» ABOUT THIS EXERCISE
Print, from the listing below, the lines starting at the line containing "filename src/sensitivity/params.rs" and ending at the line containing "pub enum Parameter", exactly as they stand, and print nothing else.

*** STUDY MATERIAL ***

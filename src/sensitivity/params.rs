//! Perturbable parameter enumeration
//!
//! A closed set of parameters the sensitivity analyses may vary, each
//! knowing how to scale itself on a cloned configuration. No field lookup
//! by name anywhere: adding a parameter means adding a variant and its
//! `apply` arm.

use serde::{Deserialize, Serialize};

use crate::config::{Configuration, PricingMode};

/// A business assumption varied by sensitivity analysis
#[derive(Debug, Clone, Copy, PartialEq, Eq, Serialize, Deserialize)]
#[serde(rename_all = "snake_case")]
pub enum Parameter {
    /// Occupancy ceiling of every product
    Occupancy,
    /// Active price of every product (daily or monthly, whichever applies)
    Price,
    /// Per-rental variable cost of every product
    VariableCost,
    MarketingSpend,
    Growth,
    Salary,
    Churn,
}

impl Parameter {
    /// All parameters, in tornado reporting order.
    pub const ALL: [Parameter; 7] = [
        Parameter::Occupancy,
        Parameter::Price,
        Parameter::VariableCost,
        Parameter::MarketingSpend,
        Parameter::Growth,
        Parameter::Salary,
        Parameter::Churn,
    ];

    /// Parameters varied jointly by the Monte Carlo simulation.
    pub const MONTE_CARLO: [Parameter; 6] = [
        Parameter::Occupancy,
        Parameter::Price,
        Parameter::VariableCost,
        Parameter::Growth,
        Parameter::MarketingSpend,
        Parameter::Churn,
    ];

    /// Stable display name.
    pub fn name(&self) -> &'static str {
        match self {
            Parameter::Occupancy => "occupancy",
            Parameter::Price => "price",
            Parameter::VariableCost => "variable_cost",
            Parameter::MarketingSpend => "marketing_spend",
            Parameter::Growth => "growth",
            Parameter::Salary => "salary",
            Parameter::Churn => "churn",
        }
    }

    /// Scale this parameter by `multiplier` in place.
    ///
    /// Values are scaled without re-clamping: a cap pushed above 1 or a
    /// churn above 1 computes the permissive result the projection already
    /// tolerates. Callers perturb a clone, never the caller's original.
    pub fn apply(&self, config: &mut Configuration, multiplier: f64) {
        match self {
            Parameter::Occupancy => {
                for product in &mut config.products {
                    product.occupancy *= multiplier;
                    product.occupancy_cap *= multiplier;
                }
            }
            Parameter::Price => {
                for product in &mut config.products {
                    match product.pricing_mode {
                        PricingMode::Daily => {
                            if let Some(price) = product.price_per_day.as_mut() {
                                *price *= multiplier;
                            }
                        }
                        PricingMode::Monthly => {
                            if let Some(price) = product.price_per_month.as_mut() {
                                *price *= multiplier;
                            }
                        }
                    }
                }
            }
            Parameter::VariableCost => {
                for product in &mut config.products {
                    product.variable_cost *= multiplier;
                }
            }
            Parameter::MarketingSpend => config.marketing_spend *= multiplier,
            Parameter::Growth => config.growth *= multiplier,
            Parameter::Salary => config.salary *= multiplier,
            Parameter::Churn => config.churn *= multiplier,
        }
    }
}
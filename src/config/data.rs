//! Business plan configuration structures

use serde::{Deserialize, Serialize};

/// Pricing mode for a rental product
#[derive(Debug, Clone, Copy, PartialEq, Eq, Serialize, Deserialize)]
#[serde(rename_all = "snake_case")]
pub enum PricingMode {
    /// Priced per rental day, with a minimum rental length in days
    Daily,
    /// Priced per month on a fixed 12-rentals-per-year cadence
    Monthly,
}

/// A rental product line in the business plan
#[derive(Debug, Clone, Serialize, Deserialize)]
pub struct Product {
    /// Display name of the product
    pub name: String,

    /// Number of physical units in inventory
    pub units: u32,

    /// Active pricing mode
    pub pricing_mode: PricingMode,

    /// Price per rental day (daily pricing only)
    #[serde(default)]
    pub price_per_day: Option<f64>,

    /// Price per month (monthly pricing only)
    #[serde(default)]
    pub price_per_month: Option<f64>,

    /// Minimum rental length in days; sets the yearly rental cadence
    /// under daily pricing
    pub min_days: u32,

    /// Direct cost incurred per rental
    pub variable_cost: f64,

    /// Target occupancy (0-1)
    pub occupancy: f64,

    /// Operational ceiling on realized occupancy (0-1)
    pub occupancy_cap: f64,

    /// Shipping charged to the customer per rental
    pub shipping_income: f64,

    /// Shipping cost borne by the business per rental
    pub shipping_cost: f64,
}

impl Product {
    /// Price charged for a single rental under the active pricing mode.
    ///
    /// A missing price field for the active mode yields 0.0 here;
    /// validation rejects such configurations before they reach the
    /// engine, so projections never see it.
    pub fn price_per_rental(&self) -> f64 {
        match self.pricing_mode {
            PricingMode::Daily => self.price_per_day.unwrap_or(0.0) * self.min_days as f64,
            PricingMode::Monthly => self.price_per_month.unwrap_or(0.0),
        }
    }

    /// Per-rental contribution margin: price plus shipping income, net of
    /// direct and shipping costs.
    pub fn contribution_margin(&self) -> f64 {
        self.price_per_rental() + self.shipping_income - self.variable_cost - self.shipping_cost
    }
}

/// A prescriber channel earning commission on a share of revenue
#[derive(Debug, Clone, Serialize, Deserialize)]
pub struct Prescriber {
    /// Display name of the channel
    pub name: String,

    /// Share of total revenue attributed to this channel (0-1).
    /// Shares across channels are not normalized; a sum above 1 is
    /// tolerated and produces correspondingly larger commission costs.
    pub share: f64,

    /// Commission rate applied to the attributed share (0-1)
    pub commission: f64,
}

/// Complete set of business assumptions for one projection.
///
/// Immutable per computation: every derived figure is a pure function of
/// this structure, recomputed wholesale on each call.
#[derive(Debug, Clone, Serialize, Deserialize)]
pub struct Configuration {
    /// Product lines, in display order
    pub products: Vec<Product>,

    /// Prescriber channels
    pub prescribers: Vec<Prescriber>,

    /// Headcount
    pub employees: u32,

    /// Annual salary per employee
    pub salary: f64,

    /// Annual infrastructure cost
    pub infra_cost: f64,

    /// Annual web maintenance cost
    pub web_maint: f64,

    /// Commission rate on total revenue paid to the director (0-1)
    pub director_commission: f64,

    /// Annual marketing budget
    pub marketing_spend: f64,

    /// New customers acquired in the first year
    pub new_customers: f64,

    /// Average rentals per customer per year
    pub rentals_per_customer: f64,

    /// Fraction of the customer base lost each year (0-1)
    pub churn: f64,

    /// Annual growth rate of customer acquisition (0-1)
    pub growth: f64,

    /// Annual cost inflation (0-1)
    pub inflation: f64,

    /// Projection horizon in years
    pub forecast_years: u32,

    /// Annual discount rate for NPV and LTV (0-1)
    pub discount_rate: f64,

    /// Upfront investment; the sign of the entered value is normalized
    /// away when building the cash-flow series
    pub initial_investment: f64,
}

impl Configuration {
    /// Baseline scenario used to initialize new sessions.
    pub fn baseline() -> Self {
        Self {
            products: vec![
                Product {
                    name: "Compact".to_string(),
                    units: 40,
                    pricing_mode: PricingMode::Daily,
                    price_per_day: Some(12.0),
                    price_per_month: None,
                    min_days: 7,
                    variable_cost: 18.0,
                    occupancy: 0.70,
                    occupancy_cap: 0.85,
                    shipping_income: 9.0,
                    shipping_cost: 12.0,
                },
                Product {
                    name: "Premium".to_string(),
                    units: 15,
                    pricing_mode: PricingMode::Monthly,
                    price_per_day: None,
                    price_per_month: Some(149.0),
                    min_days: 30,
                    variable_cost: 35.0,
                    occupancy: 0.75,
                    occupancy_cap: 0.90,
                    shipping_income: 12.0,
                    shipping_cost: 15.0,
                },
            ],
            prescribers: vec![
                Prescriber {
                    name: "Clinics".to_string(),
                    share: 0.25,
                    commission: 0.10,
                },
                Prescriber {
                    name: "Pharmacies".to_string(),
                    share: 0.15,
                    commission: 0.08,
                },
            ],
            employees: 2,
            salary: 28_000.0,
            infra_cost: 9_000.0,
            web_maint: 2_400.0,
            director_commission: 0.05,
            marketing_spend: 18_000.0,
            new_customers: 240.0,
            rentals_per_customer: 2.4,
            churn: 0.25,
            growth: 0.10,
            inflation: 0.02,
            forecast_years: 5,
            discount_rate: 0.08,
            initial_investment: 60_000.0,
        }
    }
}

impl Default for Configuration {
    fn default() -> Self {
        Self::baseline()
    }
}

*** End of STUDY MATERIAL ***
*** STUDY MATERIAL ***

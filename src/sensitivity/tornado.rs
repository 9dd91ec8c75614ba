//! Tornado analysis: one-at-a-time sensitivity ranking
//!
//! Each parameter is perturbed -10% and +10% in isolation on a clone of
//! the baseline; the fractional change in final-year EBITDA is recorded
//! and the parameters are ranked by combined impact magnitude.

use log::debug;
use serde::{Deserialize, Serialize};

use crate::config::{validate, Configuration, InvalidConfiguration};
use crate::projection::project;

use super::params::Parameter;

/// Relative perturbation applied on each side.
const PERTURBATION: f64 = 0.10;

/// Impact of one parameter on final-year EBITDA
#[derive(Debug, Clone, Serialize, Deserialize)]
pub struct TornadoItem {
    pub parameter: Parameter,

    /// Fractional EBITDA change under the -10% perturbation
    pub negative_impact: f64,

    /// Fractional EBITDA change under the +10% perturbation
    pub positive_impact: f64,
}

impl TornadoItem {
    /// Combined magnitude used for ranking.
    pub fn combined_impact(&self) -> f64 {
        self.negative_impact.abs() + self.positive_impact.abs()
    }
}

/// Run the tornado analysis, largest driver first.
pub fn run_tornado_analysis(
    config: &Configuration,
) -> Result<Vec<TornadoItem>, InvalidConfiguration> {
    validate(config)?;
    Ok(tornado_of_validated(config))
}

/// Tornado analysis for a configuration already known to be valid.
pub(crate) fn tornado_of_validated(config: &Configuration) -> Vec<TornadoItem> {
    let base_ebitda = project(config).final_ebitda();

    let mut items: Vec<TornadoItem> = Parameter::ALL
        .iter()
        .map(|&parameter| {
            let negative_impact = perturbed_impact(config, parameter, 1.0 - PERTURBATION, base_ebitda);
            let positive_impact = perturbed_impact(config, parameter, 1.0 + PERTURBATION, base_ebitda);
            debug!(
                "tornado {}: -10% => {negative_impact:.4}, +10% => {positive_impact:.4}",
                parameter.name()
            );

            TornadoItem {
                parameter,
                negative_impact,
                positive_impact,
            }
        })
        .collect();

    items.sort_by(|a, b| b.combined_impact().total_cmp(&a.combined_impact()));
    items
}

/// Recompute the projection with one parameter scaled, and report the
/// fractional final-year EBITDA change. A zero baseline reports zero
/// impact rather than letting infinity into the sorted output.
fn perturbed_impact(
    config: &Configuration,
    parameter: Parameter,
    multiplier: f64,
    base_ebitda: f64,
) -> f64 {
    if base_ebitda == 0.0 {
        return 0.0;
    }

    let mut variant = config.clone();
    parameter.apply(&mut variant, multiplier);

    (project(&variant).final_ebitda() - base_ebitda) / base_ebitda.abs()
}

*** End of STUDY MATERIAL ***

» OUTPUT OF THE TASK
filename src/sensitivity/params.rs
//! Perturbable parameter enumeration
//!
//! A closed set of parameters the sensitivity analyses may vary, each
//! knowing how to scale itself on a cloned configuration. No field lookup
//! by name anywhere: adding a parameter means adding a variant and its
//! `apply` arm.

use serde::{Deserialize, Serialize};

use crate::config::{Configuration, PricingMode};

/// A business assumption varied by sensitivity analysis
#[derive(Debug, Clone, Copy, PartialEq, Eq, Serialize, Deserialize)]
#[serde(rename_all = "snake_case")]
pub enum Parameter {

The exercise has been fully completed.